- [YOUR GOAL]: Review the material and extract every line in which the word "BlockHeight" occurs.
/---
//! Output and input shapes shared by the three chains.

use serde::{Deserialize, Serialize};
use sha2::{Digest, Sha256};

use serac_core::{AssetId, Id32, TxId, UnixTime, UtxoKind};

/// An output together with the asset it carries and the feature extension
/// that produced it.
#[derive(Debug, Clone, PartialEq, Serialize, Deserialize)]
pub struct TransferableOutput {
    pub asset_id: AssetId,
    pub fx_id: Option<Id32>,
    pub output: Output,
}

#[derive(Debug, Clone, PartialEq, Serialize, Deserialize)]
#[serde(tag = "type", rename_all = "snake_case")]
pub enum Output {
    Transfer(TransferOutput),
    StakeableLock(StakeableLockOutput),
    Mint(MintOutput),
    NftTransfer(NftTransferOutput),
}

#[derive(Debug, Clone, PartialEq, Serialize, Deserialize)]
pub struct TransferOutput {
    pub amount: u64,
    pub locktime: UnixTime,
    pub threshold: u32,
    pub addresses: Vec<String>,
}

/// A transfer output wrapped with a stakeable lock: spendable only for
/// staking until `locktime` passes.
#[derive(Debug, Clone, PartialEq, Serialize, Deserialize)]
pub struct StakeableLockOutput {
    pub locktime: UnixTime,
    pub transfer_output: TransferOutput,
}

#[derive(Debug, Clone, PartialEq, Serialize, Deserialize)]
pub struct MintOutput {
    pub locktime: UnixTime,
    pub threshold: u32,
    pub addresses: Vec<String>,
}

#[derive(Debug, Clone, PartialEq, Serialize, Deserialize)]
pub struct NftTransferOutput {
    pub group_id: u32,
    pub payload: Vec<u8>,
    pub locktime: UnixTime,
    pub threshold: u32,
    pub addresses: Vec<String>,
}

impl Output {
    pub fn kind(&self) -> UtxoKind {
        match self {
            Output::Transfer(_) => UtxoKind::Transfer,
            Output::StakeableLock(_) => UtxoKind::StakeableLock,
            Output::Mint(_) => UtxoKind::Mint,
            Output::NftTransfer(_) => UtxoKind::NftTransfer,
        }
    }

    pub fn addresses(&self) -> &[String] {
        match self {
            Output::Transfer(x) => &x.addresses,
            Output::StakeableLock(x) => &x.transfer_output.addresses,
            Output::Mint(x) => &x.addresses,
            Output::NftTransfer(x) => &x.addresses,
        }
    }

    pub fn threshold(&self) -> u32 {
        match self {
            Output::Transfer(x) => x.threshold,
            Output::StakeableLock(x) => x.transfer_output.threshold,
            Output::Mint(x) => x.threshold,
            Output::NftTransfer(x) => x.threshold,
        }
    }

    pub fn amount(&self) -> Option<u64> {
        match self {
            Output::Transfer(x) => Some(x.amount),
            Output::StakeableLock(x) => Some(x.transfer_output.amount),
            Output::Mint(_) | Output::NftTransfer(_) => None,
        }
    }

    pub fn locktime(&self) -> UnixTime {
        match self {
            Output::Transfer(x) => x.locktime,
            Output::StakeableLock(x) => x.transfer_output.locktime,
            Output::Mint(x) => x.locktime,
            Output::NftTransfer(x) => x.locktime,
        }
    }

    pub fn stakeable_locktime(&self) -> Option<UnixTime> {
        match self {
            Output::StakeableLock(x) => Some(x.locktime),
            _ => None,
        }
    }

    pub fn group_id(&self) -> Option<u32> {
        match self {
            Output::NftTransfer(x) => Some(x.group_id),
            _ => None,
        }
    }

    pub fn payload(&self) -> Option<&[u8]> {
        match self {
            Output::NftTransfer(x) => Some(&x.payload),
            _ => None,
        }
    }
}

impl TransferableOutput {
    /// Canonical serialization of the output as stored and exposed through
    /// `utxoBytes`.
    pub fn canonical_bytes(&self) -> Vec<u8> {
        // the model is plain-old-data, bincode cannot fail on it
        bincode::serialize(self).unwrap_or_default()
    }
}

/// Append the 4-byte SHA-256 tail used when exposing raw bytes.
pub fn with_checksum(bytes: &[u8]) -> Vec<u8> {
    let digest = Sha256::digest(bytes);
    let mut out = Vec::with_capacity(bytes.len() + 4);
    out.extend_from_slice(bytes);
    out.extend_from_slice(&digest[digest.len() - 4..]);
    out
}

/// A consumed reference to an earlier output.
#[derive(Debug, Clone, PartialEq, Serialize, Deserialize)]
pub struct TransferableInput {
    pub tx_id: TxId,
    pub output_index: u32,
    pub asset_id: AssetId,
    pub amount: u64,
}

impl TransferableInput {
    pub fn utxo_id(&self) -> Id32 {
        Id32::for_output(&self.tx_id, self.output_index)
    }
}

/// A raw 65-byte recoverable signature as carried by atomic tx credentials.
#[derive(Debug, Clone, PartialEq, Serialize, Deserialize)]
pub struct RawSignature(pub Vec<u8>);

/// A UTXO packed into a block payload (reward UTXOs) or returned by the
/// node's reward query: full coordinates plus the output itself.
#[derive(Debug, Clone, PartialEq, Serialize, Deserialize)]
pub struct PackedUtxo {
    /// The staking tx this reward belongs to
    pub staking_tx_id: TxId,
    /// The reward tx that created the output
    pub tx_id: TxId,
    pub output_index: u32,
    pub out: TransferableOutput,
}

impl PackedUtxo {
    pub fn utxo_id(&self) -> Id32 {
        Id32::for_output(&self.tx_id, self.output_index)
    }
}

/// An owner set, used by subnets and reward destinations.
#[derive(Debug, Clone, PartialEq, Serialize, Deserialize)]
pub struct Owners {
    pub addresses: Vec<String>,
    pub threshold: u32,
    pub locktime: UnixTime,
}
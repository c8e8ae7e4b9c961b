//! Runners: replay stored payloads through the chain's indexers.
//!
//! Blocks decode once per batch (parallel fan-out) and multicast to every
//! lagging indexer. Watermark advancement is the indexer's own job, inside
//! the same storage batch as its state writes. Parse failures are fatal:
//! indexing never skips a block.

use std::sync::Arc;
use std::time::Duration;

use rayon::prelude::*;
use tracing::{debug, info, warn};

use serac_avalanche::{
    codec::{decode_c_payload, decode_p_payload, decode_x_block, decode_x_tx},
    model::{CBlock, PBlock, XBlock, XTxRecord},
};
use serac_core::{
    BlockHeight, BlockIndexer, BlockStore, IndexError, TxIndexer, TxLogStore,
};

use crate::prelude::{CancellationToken, Error};

const STORE_IDLE: Duration = Duration::from_secs(1);
const INDEXER_BACKOFF: Duration = Duration::from_secs(1);

async fn pause(cancel: &CancellationToken, duration: Duration) -> bool {
    tokio::select! {
        _ = cancel.cancelled() => false,
        _ = tokio::time::sleep(duration) => true,
    }
}

/// The height every consumer can rely on: the minimum across indexers.
pub fn global_watermark(watermarks: &[Option<BlockHeight>]) -> Option<BlockHeight> {
    watermarks
        .iter()
        .map(|wm| wm.unwrap_or(0))
        .min()
        .filter(|_| watermarks.iter().all(|wm| wm.is_some()))
}

/// Load, decode and multicast one batch. Returns whether anything moved.
async fn advance<B, S, F>(
    store: &S,
    decode: F,
    indexers: &[Arc<dyn BlockIndexer<B> + Send + Sync>],
    batch: usize,
) -> Result<bool, Error>
where
    B: Send + Sync + 'static,
    S: BlockStore,
    F: Fn(&[u8]) -> Result<B, serac_avalanche::ChainError> + Send + Sync + Copy + 'static,
{
    let Some(latest) = store.latest()? else {
        return Ok(false);
    };

    let mut watermarks = Vec::with_capacity(indexers.len());
    for indexer in indexers {
        watermarks.push(indexer.watermark()?);
    }

    let from = watermarks
        .iter()
        .map(|wm| wm.map(|w| w + 1).unwrap_or(0))
        .min()
        .unwrap_or(0);

    if from > latest {
        return Ok(false);
    }

    let to = (from + batch as u64 - 1).min(latest);

    let mut raws = Vec::with_capacity((to - from + 1) as usize);
    for height in from..=to {
        let raw = store.get(height)?.ok_or_else(|| {
            Error::Chain(format!("gap in block store at height {height}"))
        })?;
        raws.push(raw);
    }

    // decode once, in parallel, off the async executor
    let blocks: Arc<Vec<B>> = tokio::task::spawn_blocking(move || {
        raws.par_iter()
            .map(|raw| decode(raw))
            .collect::<Result<Vec<_>, _>>()
    })
    .await
    .map_err(Error::storage)?
    .map(Arc::new)?;

    for (indexer, watermark) in indexers.iter().zip(watermarks) {
        let next = watermark.map(|w| w + 1).unwrap_or(0);

        if next > to {
            continue;
        }

        let offset = (next - from) as usize;
        let indexer = indexer.clone();
        let blocks = blocks.clone();

        tokio::task::spawn_blocking(move || indexer.process_batch(&blocks[offset..]))
            .await
            .map_err(Error::storage)??;
    }

    debug!(from, to, "batch indexed");
    Ok(true)
}

fn handle_index_error(component: &str, err: &Error) -> bool {
    match err {
        Error::Index(inner @ IndexError::Transient(_))
        | Error::Index(inner @ IndexError::MissingCrossChainData(_)) => {
            warn!("[{component}] retrying batch: {inner}");
            true
        }
        _ => false,
    }
}

pub struct PlatformRunner<S> {
    store: S,
    indexers: Vec<Arc<dyn BlockIndexer<PBlock> + Send + Sync>>,
    batch: usize,
}

impl<S: BlockStore> PlatformRunner<S> {
    pub fn new(
        store: S,
        indexers: Vec<Arc<dyn BlockIndexer<PBlock> + Send + Sync>>,
        batch: usize,
    ) -> Self {
        Self {
            store,
            indexers,
            batch,
        }
    }

    pub async fn run(self, cancel: CancellationToken) -> Result<(), Error> {
        info!(indexers = self.indexers.len(), "p-chain runner starting");

        while !cancel.is_cancelled() {
            match advance(&self.store, decode_p_payload, &self.indexers, self.batch).await {
                Ok(true) => {}
                Ok(false) => {
                    if !pause(&cancel, STORE_IDLE).await {
                        break;
                    }
                }
                Err(err) if handle_index_error("p-runner", &err) => {
                    if !pause(&cancel, INDEXER_BACKOFF).await {
                        break;
                    }
                }
                Err(err) => return Err(err),
            }
        }

        Ok(())
    }
}

pub struct ExchangeRunner<S> {
    store: S,
    indexers: Vec<Arc<dyn BlockIndexer<XBlock> + Send + Sync>>,
    tx_indexers: Vec<Arc<dyn TxIndexer<XTxRecord> + Send + Sync>>,
    batch: usize,
    cortina_transition_index: u64,
}

impl<S: BlockStore + TxLogStore> ExchangeRunner<S> {
    pub fn new(
        store: S,
        indexers: Vec<Arc<dyn BlockIndexer<XBlock> + Send + Sync>>,
        tx_indexers: Vec<Arc<dyn TxIndexer<XTxRecord> + Send + Sync>>,
        batch: usize,
        cortina_transition_index: u64,
    ) -> Self {
        Self {
            store,
            indexers,
            tx_indexers,
            batch,
            cortina_transition_index,
        }
    }

    /// Drain the sequential tx log up to the Cortina transition.
    async fn advance_pre_cortina(&self) -> Result<bool, Error> {
        let Some(latest) = TxLogStore::latest_tx(&self.store)? else {
            return Ok(false);
        };

        let ceiling = latest.min(self.cortina_transition_index.saturating_sub(1));

        let mut moved = false;

        for indexer in &self.tx_indexers {
            let next = indexer.tx_watermark()?.map(|w| w + 1).unwrap_or(0);

            if next > ceiling {
                continue;
            }

            let to = (next + self.batch as u64 - 1).min(ceiling);

            let mut records = Vec::with_capacity((to - next + 1) as usize);
            for index in next..=to {
                let raw = self.store.get_tx(index)?.ok_or_else(|| {
                    Error::Chain(format!("gap in x-chain tx log at index {index}"))
                })?;
                records.push(decode_x_tx(&raw)?);
            }

            let indexer = indexer.clone();
            tokio::task::spawn_blocking(move || indexer.process_tx_batch(&records))
                .await
                .map_err(Error::storage)??;

            moved = true;
        }

        Ok(moved)
    }

    pub async fn run(self, cancel: CancellationToken) -> Result<(), Error> {
        info!(indexers = self.indexers.len(), "x-chain runner starting");

        while !cancel.is_cancelled() {
            let pre = match self.advance_pre_cortina().await {
                Ok(moved) => moved,
                Err(err) if handle_index_error("x-runner", &err) => {
                    if !pause(&cancel, INDEXER_BACKOFF).await {
                        break;
                    }
                    continue;
                }
                Err(err) => return Err(err),
            };

            let blocks =
                match advance(&self.store, decode_x_block, &self.indexers, self.batch).await {
                    Ok(moved) => moved,
                    Err(err) if handle_index_error("x-runner", &err) => {
                        if !pause(&cancel, INDEXER_BACKOFF).await {
                            break;
                        }
                        continue;
                    }
                    Err(err) => return Err(err),
                };

            if !pre && !blocks && !pause(&cancel, STORE_IDLE).await {
                break;
            }
        }

        Ok(())
    }
}

pub struct ContractRunner<S> {
    store: S,
    indexers: Vec<Arc<dyn BlockIndexer<CBlock> + Send + Sync>>,
    batch: usize,
    ap5_height: Option<u64>,
}

impl<S: BlockStore> ContractRunner<S> {
    pub fn new(
        store: S,
        indexers: Vec<Arc<dyn BlockIndexer<CBlock> + Send + Sync>>,
        batch: usize,
        ap5_height: Option<u64>,
    ) -> Self {
        Self {
            store,
            indexers,
            batch,
            ap5_height,
        }
    }

    pub async fn run(self, cancel: CancellationToken) -> Result<(), Error> {
        info!(indexers = self.indexers.len(), "c-chain runner starting");

        let ap5_height = self.ap5_height;

        // payloads know their own height; AP5 framing is a function of it
        let decode = move |raw: &[u8]| {
            let probe = decode_c_payload(raw, true);

            match (probe, ap5_height) {
                (Ok(block), _) => Ok(block),
                (Err(_), Some(_)) => decode_c_payload(raw, false),
                (Err(err), None) => Err(err),
            }
        };

        while !cancel.is_cancelled() {
            match advance(&self.store, decode, &self.indexers, self.batch).await {
                Ok(true) => {}
                Ok(false) => {
                    if !pause(&cancel, STORE_IDLE).await {
                        break;
                    }
                }
                Err(err) if handle_index_error("c-runner", &err) => {
                    if !pause(&cancel, INDEXER_BACKOFF).await {
                        break;
                    }
                }
                Err(err) => return Err(err),
            }
        }

        Ok(())
    }
}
\---
- [TASK RESPONSE]:
    BlockHeight, BlockIndexer, BlockStore, IndexError, TxIndexer, TxLogStore,
pub fn global_watermark(watermarks: &[Option<BlockHeight>]) -> Option<BlockHeight> {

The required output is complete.